___ Task material ___
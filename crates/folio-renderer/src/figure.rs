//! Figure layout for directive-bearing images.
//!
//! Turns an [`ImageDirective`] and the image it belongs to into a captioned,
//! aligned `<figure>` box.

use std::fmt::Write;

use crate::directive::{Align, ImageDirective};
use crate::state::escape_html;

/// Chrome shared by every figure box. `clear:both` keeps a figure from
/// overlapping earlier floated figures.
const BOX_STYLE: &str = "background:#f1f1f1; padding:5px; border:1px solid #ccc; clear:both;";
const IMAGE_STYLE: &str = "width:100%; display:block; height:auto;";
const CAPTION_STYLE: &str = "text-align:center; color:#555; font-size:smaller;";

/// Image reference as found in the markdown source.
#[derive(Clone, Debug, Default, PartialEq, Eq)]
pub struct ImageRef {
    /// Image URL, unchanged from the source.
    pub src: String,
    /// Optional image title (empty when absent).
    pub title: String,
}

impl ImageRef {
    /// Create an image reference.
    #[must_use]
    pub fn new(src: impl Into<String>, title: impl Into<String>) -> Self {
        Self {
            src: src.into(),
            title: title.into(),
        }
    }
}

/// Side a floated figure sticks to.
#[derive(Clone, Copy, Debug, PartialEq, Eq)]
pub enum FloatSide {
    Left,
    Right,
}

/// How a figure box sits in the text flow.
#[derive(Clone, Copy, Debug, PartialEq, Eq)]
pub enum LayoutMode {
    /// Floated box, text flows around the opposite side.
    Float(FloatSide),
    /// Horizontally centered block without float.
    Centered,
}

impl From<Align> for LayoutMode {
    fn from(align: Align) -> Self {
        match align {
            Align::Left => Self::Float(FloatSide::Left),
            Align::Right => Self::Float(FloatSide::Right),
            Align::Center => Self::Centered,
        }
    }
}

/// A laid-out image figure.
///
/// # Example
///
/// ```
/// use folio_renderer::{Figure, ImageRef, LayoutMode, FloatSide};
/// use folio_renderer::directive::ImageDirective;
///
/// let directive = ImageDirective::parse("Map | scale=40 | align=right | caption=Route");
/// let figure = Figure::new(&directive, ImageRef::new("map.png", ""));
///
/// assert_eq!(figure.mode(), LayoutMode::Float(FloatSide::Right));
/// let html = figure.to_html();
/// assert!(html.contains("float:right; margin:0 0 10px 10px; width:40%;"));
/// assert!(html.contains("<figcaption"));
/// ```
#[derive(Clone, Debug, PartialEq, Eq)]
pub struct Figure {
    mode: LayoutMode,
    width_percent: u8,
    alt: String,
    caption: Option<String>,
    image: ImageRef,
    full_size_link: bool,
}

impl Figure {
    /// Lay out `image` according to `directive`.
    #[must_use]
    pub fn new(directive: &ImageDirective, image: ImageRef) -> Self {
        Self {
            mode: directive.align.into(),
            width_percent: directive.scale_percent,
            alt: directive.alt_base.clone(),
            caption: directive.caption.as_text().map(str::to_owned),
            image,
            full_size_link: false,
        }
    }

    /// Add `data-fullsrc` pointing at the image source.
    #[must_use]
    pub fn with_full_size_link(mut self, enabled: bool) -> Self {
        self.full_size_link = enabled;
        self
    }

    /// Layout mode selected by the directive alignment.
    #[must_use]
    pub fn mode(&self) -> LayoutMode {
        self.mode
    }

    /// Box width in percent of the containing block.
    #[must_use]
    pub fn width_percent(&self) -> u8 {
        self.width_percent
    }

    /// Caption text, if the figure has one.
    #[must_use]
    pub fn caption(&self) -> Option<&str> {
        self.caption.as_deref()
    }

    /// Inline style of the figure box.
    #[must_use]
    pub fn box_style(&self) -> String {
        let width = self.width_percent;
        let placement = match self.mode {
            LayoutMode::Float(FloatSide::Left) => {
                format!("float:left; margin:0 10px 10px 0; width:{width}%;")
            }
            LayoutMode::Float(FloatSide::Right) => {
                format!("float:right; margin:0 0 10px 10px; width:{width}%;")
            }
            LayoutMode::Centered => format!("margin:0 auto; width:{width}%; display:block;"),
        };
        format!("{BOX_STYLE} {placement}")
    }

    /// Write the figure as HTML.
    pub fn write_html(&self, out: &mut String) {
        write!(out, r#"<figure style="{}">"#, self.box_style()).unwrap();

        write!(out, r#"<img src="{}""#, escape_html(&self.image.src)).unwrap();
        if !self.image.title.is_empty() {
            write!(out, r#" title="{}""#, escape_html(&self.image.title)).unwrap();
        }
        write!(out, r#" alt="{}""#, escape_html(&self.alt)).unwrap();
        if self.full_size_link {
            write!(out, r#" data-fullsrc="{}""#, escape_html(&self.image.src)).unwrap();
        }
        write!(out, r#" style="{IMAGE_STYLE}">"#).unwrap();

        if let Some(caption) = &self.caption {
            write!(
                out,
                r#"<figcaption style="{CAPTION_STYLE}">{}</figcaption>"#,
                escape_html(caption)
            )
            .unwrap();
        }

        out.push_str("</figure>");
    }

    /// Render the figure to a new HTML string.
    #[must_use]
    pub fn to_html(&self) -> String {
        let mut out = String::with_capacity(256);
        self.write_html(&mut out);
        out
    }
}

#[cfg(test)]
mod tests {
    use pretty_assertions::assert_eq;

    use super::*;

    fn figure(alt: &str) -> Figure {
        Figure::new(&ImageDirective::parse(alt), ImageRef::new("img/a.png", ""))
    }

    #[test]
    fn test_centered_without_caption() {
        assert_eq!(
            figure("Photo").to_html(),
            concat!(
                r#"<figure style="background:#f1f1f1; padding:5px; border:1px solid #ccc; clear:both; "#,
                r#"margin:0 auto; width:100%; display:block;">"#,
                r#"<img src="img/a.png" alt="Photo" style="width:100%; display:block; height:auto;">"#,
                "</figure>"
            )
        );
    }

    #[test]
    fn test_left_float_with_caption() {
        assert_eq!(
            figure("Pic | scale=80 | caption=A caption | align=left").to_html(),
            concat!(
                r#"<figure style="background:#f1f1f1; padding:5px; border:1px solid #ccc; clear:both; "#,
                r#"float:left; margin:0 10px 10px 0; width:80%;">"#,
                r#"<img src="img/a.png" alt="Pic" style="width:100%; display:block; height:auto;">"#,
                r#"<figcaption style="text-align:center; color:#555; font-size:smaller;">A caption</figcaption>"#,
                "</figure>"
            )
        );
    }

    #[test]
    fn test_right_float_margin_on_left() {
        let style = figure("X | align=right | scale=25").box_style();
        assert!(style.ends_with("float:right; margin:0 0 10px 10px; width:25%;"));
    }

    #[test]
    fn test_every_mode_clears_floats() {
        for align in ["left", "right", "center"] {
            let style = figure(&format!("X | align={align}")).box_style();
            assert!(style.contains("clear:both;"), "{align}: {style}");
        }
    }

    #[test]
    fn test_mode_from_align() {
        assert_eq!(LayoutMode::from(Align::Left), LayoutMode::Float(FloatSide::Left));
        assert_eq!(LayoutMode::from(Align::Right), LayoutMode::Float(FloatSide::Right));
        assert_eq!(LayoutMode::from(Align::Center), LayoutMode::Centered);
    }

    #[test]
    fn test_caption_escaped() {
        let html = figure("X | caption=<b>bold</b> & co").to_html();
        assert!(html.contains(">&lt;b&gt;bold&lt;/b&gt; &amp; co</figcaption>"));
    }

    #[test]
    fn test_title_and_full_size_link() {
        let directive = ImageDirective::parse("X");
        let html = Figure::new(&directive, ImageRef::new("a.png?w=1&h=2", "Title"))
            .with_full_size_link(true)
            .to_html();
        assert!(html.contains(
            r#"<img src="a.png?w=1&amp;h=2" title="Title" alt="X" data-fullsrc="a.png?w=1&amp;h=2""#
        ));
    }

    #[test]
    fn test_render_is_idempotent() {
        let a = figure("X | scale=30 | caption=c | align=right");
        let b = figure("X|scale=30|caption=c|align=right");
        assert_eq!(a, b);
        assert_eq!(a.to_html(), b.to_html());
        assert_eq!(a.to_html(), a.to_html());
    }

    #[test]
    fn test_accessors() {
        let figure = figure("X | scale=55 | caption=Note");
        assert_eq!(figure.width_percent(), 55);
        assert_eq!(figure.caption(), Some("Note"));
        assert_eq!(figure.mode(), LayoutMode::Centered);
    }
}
___
___ Task material ___
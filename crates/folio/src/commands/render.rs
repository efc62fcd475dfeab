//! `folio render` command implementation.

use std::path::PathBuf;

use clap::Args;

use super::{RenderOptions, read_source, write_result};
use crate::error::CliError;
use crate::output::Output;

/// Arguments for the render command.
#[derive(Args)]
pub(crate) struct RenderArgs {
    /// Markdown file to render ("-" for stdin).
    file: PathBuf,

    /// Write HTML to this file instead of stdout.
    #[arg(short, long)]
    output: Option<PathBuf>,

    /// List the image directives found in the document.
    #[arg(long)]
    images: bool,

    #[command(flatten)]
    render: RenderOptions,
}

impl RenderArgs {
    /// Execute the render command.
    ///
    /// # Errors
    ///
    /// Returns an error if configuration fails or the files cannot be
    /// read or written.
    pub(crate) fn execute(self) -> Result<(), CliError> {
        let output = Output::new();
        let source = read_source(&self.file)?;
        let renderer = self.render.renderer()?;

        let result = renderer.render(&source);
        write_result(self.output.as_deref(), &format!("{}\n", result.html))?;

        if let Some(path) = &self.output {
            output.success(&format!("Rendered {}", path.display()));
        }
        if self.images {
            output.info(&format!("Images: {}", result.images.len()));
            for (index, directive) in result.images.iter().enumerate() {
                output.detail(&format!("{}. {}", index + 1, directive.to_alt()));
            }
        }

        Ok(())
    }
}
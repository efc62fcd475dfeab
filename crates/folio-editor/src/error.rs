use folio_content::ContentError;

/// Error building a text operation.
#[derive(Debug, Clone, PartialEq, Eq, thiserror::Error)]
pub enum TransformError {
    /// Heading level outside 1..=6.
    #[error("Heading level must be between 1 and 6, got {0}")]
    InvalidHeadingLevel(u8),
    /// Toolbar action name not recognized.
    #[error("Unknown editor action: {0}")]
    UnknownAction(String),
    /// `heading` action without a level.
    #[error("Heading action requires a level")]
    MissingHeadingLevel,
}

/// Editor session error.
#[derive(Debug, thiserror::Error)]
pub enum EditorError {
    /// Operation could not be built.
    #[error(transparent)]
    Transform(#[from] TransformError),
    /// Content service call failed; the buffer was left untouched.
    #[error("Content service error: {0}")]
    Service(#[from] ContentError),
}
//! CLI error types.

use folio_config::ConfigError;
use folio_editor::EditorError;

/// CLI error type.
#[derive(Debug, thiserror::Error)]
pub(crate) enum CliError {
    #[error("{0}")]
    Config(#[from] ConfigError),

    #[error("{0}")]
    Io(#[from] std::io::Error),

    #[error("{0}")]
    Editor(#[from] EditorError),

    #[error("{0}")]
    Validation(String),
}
___
___ Task material ___
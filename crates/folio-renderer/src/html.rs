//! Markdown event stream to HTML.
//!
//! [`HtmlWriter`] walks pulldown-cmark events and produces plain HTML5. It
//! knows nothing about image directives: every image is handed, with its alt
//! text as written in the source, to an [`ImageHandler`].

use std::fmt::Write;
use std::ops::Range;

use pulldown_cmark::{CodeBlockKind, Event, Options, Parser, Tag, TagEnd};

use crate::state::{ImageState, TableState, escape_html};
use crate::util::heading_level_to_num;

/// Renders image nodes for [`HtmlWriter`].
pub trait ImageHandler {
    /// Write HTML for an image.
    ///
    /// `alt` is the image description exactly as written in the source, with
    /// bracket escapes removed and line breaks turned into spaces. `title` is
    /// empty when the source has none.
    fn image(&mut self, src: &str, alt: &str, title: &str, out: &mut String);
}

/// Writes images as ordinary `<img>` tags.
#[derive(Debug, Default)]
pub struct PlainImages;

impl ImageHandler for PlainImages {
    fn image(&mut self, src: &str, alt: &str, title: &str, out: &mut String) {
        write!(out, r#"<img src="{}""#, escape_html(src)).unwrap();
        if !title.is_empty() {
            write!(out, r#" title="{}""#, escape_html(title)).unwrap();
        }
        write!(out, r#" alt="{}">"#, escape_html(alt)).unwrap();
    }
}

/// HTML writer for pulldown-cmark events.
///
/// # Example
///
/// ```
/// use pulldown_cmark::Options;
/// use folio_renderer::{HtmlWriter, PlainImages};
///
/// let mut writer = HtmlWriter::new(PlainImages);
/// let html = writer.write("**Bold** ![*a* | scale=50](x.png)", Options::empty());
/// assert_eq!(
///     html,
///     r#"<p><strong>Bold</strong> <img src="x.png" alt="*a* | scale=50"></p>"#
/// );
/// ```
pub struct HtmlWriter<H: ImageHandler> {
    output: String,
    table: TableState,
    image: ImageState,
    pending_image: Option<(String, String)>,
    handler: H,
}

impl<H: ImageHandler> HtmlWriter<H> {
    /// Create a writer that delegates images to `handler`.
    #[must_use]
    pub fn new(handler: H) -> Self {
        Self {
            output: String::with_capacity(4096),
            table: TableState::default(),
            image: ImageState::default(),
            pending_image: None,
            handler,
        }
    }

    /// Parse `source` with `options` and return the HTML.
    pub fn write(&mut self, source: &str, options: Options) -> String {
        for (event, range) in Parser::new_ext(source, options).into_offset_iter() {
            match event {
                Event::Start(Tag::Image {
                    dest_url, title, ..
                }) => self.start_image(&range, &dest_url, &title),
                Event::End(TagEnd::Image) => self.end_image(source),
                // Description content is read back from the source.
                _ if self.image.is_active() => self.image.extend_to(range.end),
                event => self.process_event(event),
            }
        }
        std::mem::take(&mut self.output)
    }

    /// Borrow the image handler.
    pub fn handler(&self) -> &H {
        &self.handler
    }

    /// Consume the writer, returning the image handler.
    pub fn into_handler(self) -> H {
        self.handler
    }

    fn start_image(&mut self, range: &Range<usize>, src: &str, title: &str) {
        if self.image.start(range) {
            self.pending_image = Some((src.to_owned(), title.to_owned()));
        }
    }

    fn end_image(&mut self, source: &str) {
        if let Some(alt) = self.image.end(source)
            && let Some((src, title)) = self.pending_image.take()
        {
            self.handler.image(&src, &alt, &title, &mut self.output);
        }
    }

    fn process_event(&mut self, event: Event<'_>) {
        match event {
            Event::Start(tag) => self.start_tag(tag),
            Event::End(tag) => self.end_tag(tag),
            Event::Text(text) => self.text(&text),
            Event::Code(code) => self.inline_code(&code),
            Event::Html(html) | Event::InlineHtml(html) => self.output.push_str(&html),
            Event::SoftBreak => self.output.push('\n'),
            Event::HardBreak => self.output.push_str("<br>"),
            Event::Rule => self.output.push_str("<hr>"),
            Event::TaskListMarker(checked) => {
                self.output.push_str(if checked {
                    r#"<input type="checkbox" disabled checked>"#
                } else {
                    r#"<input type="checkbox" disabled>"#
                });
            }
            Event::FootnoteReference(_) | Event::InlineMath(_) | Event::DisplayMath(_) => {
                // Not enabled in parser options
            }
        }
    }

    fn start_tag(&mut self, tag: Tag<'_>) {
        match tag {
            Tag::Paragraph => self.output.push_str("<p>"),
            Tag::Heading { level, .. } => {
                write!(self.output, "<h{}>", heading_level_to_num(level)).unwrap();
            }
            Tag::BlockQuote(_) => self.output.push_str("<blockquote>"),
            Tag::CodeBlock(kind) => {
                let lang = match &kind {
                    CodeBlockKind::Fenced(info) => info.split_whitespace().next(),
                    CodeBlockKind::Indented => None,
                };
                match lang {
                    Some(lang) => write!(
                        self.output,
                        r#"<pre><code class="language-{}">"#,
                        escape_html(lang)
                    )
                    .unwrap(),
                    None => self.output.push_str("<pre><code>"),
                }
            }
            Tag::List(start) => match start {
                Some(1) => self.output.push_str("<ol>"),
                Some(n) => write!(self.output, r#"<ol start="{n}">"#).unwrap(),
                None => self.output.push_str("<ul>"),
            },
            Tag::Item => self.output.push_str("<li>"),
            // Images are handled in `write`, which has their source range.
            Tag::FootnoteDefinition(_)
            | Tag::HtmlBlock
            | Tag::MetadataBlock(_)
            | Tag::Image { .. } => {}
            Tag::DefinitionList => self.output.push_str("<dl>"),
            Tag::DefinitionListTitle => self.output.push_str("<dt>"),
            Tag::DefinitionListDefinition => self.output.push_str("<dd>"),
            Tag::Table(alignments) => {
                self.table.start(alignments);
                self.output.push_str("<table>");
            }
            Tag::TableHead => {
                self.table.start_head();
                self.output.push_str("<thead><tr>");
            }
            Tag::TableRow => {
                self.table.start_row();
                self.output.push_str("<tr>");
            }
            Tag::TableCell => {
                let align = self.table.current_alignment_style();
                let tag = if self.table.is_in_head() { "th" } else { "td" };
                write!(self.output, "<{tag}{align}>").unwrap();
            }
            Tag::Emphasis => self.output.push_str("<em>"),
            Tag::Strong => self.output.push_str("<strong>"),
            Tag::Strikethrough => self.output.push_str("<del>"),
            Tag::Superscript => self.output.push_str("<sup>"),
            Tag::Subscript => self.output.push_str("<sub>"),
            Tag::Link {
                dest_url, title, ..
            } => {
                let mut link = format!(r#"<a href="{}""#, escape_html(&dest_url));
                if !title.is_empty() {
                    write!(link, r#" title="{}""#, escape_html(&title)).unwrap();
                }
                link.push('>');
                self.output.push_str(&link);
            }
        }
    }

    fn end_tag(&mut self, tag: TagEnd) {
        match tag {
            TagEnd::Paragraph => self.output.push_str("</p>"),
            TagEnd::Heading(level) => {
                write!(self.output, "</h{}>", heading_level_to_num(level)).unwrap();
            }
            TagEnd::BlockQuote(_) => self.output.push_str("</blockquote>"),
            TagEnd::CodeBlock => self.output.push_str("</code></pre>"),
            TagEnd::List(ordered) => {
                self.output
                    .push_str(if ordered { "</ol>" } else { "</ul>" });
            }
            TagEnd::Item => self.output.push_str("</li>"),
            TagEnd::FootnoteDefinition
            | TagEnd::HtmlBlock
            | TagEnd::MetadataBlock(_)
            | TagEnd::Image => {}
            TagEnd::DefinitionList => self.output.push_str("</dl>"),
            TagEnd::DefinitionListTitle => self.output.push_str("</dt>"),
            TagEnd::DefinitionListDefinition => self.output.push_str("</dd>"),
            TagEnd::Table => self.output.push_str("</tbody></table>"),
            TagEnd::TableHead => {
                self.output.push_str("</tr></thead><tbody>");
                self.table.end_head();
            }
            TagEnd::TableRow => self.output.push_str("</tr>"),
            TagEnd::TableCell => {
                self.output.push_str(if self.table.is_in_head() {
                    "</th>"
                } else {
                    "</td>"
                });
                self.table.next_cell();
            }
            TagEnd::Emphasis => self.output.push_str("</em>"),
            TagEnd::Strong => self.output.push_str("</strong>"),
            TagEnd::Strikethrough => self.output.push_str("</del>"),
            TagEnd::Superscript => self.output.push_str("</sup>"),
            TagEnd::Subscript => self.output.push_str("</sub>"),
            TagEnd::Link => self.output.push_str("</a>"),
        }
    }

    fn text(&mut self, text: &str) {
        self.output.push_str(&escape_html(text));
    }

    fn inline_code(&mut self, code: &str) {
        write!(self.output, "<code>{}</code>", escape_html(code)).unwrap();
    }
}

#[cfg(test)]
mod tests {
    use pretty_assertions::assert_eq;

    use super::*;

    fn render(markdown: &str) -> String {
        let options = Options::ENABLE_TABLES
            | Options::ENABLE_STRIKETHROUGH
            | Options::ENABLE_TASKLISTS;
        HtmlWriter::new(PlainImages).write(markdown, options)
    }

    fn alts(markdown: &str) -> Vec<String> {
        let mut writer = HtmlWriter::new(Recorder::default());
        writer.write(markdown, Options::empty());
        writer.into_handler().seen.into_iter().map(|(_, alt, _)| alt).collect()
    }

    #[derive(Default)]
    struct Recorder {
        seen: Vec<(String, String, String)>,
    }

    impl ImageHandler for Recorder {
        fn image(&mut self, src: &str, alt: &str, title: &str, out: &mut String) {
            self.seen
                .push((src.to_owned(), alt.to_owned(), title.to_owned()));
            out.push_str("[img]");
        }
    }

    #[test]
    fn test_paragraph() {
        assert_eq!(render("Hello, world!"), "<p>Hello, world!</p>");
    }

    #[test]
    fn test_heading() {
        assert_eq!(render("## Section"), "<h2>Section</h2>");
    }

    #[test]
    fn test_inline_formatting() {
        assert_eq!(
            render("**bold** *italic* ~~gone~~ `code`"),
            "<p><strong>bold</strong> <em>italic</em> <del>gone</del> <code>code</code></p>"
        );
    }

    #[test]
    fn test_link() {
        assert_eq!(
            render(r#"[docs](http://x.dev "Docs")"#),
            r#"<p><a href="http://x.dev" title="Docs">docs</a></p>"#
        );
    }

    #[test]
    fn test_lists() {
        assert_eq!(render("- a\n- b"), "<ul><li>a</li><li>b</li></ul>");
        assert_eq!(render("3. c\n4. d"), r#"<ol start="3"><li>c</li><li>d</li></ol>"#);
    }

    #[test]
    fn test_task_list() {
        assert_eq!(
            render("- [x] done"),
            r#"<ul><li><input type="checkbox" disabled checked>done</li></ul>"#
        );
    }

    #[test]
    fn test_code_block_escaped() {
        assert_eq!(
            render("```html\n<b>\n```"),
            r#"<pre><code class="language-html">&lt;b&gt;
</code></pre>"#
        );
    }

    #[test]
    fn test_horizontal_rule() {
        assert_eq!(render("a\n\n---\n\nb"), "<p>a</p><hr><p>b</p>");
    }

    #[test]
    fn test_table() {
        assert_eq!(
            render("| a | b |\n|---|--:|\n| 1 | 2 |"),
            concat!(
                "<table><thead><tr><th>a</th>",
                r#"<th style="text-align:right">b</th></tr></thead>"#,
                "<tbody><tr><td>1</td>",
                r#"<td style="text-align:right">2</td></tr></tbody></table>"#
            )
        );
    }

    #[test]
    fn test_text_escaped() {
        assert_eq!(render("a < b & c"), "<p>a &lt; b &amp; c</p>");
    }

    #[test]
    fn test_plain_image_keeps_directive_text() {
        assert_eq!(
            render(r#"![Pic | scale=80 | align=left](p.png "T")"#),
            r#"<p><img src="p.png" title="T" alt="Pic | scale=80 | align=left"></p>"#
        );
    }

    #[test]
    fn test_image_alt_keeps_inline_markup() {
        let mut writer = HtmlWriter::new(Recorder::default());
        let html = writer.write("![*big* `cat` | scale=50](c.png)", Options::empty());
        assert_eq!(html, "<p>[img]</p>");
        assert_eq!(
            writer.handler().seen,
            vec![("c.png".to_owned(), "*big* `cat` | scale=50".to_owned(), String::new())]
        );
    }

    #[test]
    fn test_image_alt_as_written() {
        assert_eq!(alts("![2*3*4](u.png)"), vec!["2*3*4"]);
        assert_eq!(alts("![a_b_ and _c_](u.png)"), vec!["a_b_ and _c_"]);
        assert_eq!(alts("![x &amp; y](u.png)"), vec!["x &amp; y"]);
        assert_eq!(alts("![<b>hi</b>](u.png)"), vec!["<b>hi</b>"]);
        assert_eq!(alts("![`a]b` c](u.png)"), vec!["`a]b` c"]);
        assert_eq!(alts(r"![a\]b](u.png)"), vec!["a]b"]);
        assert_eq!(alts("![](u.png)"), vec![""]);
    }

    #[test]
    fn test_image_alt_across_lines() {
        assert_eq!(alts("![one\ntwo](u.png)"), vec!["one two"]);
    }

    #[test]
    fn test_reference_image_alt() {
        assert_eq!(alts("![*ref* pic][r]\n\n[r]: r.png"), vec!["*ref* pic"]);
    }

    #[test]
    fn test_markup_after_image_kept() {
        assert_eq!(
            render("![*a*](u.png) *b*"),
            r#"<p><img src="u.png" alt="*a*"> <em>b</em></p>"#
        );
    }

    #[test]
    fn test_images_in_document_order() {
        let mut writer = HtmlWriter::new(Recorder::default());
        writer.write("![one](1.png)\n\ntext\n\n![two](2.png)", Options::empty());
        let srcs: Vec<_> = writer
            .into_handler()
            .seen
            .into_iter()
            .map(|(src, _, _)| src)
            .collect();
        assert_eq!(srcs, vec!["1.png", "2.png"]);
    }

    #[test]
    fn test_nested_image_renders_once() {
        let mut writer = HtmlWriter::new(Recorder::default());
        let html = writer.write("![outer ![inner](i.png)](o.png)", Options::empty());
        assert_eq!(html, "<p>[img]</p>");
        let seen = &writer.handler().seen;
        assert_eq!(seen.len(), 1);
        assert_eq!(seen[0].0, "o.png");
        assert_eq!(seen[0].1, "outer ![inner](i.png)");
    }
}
___
## Assignment
Gather each line of the listing that holds the string "font".

## Solution for this problem
const CAPTION_STYLE: &str = "text-align:center; color:#555; font-size:smaller;";
                r#"<figcaption style="text-align:center; color:#555; font-size:smaller;">A caption</figcaption>"#,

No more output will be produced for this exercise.